In order to better understand this undeserved bad reputation, we must go back to the 1960s. That’s when research suggested that saturated fat contributed to heart attacks, high cholesterol and increased mortality. Research suggested that vegetable oils high in linoleic-acid were the solution — not to mention trends stemming from the industrial revolution.
More recently, the original data was recovered. As stated by Vice, the facts just don’t add up. Although the participants who ate a diet heavy in linoleic-acid exhibited lower levels of cholesterol, they were twice as likely to have a heart attack, in comparison to the control group.
At this point, margarine had already developed an interesting history to say the least. Before World War II, there was a butter and margarine feud that in many ways. It still continues to this day. As margarine began to bypass butter, by the 1970s, Americans were eating an average of ten pounds of heavily processed vegetable oil per person, each year.
Luckily, within more recent years, butter has retaken the lead, as new evidence suggests that butter is the superior option and that margarine is actually worse. I know — it’s confusing and misleading to say the least, until you really think about it. Margarine is a highly synthetic combination of low-grade oils and chemical additives.
If you were to see margarine’s true color, you would quickly change your mind. Margarine is synthetically dyed to mimic butter. That’s one more additive to add to the list. Compare this to all-natural, grass fed butter — something in which is more naturally produced, offering a number of beneficial vitamins and minerals.
Why choose butter?
I think we’ve covered some of the bases when it comes to why butter is the superior choice, but does that mean that it actually provides health benefits? Here are some of the reasons why butter is not only safe, but actually healthy when consumed in moderation.
- Rich in fat-soluble vitamins — From vitamin A to vitamin E, butter offers key nutrients, unlike its processed counterpart. When choosing organic butter, produced from grass-fed cows, you also benefit from higher levels of vitamin K2 — reducing your risk of cancer, coronary heart disease, and other chronic diseases, while improving your body’s ability to transport calcium into bones and teeth.
- Offers health-boosting minerals — Butter is rich in a range of trace minerals, including chromium, zinc, selenium, manganese, and more. Of course, these contribute to positive health and optimal functioning.

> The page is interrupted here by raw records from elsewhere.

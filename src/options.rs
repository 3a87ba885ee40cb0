//! Viewer configuration

use serde::{Deserialize, Serialize};

use crate::overlay::DEFAULT_OPACITY;
use crate::palette::LabelPalette;

/// Behaviour switches applied when a widget is created
#[derive(Clone, Debug, PartialEq, Serialize, Deserialize)]
#[serde(default)]
pub struct ViewerOptions {
    /// Primary-button drag pans the view
    pub can_pan: bool,
    /// Wheel and keyboard zoom
    pub can_zoom: bool,
    /// Opacity used when a caller does not pass one
    pub default_opacity: f32,
    pub palette: LabelPalette,
    /// Show pixel/label readout under the pointer
    pub show_hover_info: bool,
}

impl Default for ViewerOptions {
    fn default() -> Self {
        Self {
            can_pan: true,
            can_zoom: true,
            default_opacity: DEFAULT_OPACITY,
            palette: LabelPalette::default(),
            show_hover_info: true,
        }
    }
}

- High in conjugated linoleic acid — CLA is a fatty acid that is naturally found within butter, especially among grass-fed cows. Often advertised as an effective weight loss solution, CLA is able to improve body composition and may even offer anti-cancer benefits. As you can imagine, the fatty acids found in butter are superior to the type of fats found in margarine — trans fats, being the worst of them all.
I’m not saying you should wake up each morning and eat a stick of butter for breakfast, but don’t shy away from this well-loved food, especially when used as an alternative to margarine. With the added benefit of herbs, you will not only boost beneficial properties, but also enhance the flavor profile.
Homemade Compound Butter
Compound butter is so simple, yet delicious and impressive. When going to a dinner party or a holiday meal, they are a great quick and easy gift that you can wrap with care. Don’t be afraid to get creative either. Add whichever spices, herbs or other flavorful ingredients to your recipe.
- 1 cup — or 2 sticks of organic, grass-fed butter (softened)
- 1 tbsp chopped sage
- 1/2 tbsp chopped rosemary
- 2 tsp fennel seeds
1. Simply toast the fennel seeds on low heat, adding your chopped sage and rosemary for the last minute or so.
2. Remove from heat, allow to cool and pour into a bowl with butter.
3. Using a mixture or wooden spoon, incorporate the sage, rosemary and fennel seeds so that they’re evenly distributed.
4. Place this combination on a piece of wax paper, rolling tight so that you make a “log.”
5. Twist both ends so that the combination is tightly closed.
6. Store in fridge for 2 hours before cutting slices.